Na véspera da partida decisiva contra a Espanha, o técnico do Chile, Marcelo Bielsa, colocou ontem o dedo na ferida do adversário.
"A diferença de gols para Honduras deveria ter sido minimamente o dobro do que a Espanha conseguiu. Talvez até o triplo", disse ele, em referência à partida da última segunda, em que os espanhóis bateram os hondurenhos por modestos 2 a 0.
"Não é uma opinião apenas minha, é a de todo mundo. No jogo [da Espanha] contra a Suíça, foi o mesmo", completou Bielsa, em alusão à derrota espanhola por 1 a 0.
A cutucada é parte de uma guerra de nervos entre as duas equipes. O Chile lidera o Grupo H, com seis pontos, porém sua classificação ainda não está assegurada.

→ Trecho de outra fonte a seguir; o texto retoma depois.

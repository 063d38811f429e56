//! Timeout utilities for async operations

use std::future::Future;
use std::time::Duration;
use tokio::time::timeout as tokio_timeout;

/// Execute an async operation with a timeout
///
/// ```rust,ignore
/// use tooling::async_utils::timeout::{with_timeout, TimeoutError};
///
/// match with_timeout(Duration::from_secs(1), slow_call()).await {
///     Err(TimeoutError::Timeout(d)) => tracing::warn!("gave up after {:?}", d),
///     other => { /* ... */ }
/// }
/// ```
pub async fn with_timeout<F, T, E>(
    duration: Duration,
    operation: F,
) -> std::result::Result<T, TimeoutError<E>>
where
    F: Future<Output = std::result::Result<T, E>>,
{
    match tokio_timeout(duration, operation).await {
        Ok(Ok(result)) => Ok(result),
        Ok(Err(error)) => Err(TimeoutError::OperationFailed(error)),
        Err(_elapsed) => Err(TimeoutError::Timeout(duration)),
    }
}

/// Error type for timeout operations
#[derive(Debug)]
pub enum TimeoutError<E> {
    /// Operation completed but failed
    OperationFailed(E),
    /// Operation timed out
    Timeout(Duration),
}

impl<E: std::fmt::Display> std::fmt::Display for TimeoutError<E> {
    fn fmt(&self, f: &mut std::fmt::Formatter<'_>) -> std::fmt::Result {
        match self {
            TimeoutError::OperationFailed(e) => write!(f, "Operation failed: {}", e),
            TimeoutError::Timeout(d) => write!(f, "Operation timed out after {:?}", d),
        }
    }
}

impl<E: std::error::Error + 'static> std::error::Error for TimeoutError<E> {
    fn source(&self) -> Option<&(dyn std::error::Error + 'static)> {
        match self {
            TimeoutError::OperationFailed(e) => Some(e),
            TimeoutError::Timeout(_) => None,
        }
    }
}

#[cfg(test)]
mod tests {
    use super::*;

    #[tokio::test]
    async fn test_completes_in_time() {
        let result: Result<u8, TimeoutError<String>> =
            with_timeout(Duration::from_secs(1), async { Ok(7) }).await;
        assert_eq!(result.unwrap(), 7);
    }

    #[tokio::test]
    async fn test_operation_error_passes_through() {
        let result: Result<u8, TimeoutError<String>> =
            with_timeout(Duration::from_secs(1), async { Err("boom".to_string()) }).await;
        match result {
            Err(TimeoutError::OperationFailed(e)) => assert_eq!(e, "boom"),
            other => panic!("unexpected: {:?}", other),
        }
    }

    #[tokio::test(start_paused = true)]
    async fn test_times_out() {
        let result: Result<(), TimeoutError<String>> =
            with_timeout(Duration::from_millis(50), async {
                tokio::time::sleep(Duration::from_secs(10)).await;
                Ok(())
            })
            .await;

        match result {
            Err(TimeoutError::Timeout(d)) => assert_eq!(d, Duration::from_millis(50)),
            other => panic!("unexpected: {:?}", other),
        }
    }
}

Caso perca da Espanha e a Suíça vença a fraca Honduras por ao menos dois gols de diferença, os sul-americanos estarão fora da Copa. Se o Chile passar para as oitavas, os cinco sul-americanos terão obtido a classificação.
A grande dúvida no time de Bielsa é quanto à presença do atacante Humberto Suazo entre os titulares. O treinador argentino não quis confirmar o que pretende fazer, mas deu indicação forte de que Suazo, recém-saído de lesão, pode ficar no banco hoje.
"Faz muito tempo que Suazo não joga uma sequência de partidas oficiais. Isso se resolve jogando ou treinando. Mas é uma situação difícil", declarou. Nesse caso, o mais provável é que o ataque chileno tenha Valdivia, Gonzalez e Sanchez.
Bielsa prometeu uma equipe ofensiva, tentando prender a bola e sem se intimidar com as estrelas adversárias.
"Faz tempo que jogamos do mesmo modo, querendo superar o adversário, protagonizando a partida. Não vou mudar a estratégia habitual", declarou o argentino.
Questionado se teria interesse em segurar um empate, respondeu que não. "Apostar em empate é mais difícil do que tentar ganhar", disse.
Há possibilidade de os chilenos serem os adversários do Brasil nas oitavas de final, o que ocorrerá se ficarem em segundo no Grupo H e a equipe de Dunga confirmar o favoritismo hoje, contra Portugal. No entanto Bielsa não quis fazer prognósticos.
"Tenho suficiente preocupação com o jogo de amanhã [hoje] para me preocupar com o Brasil."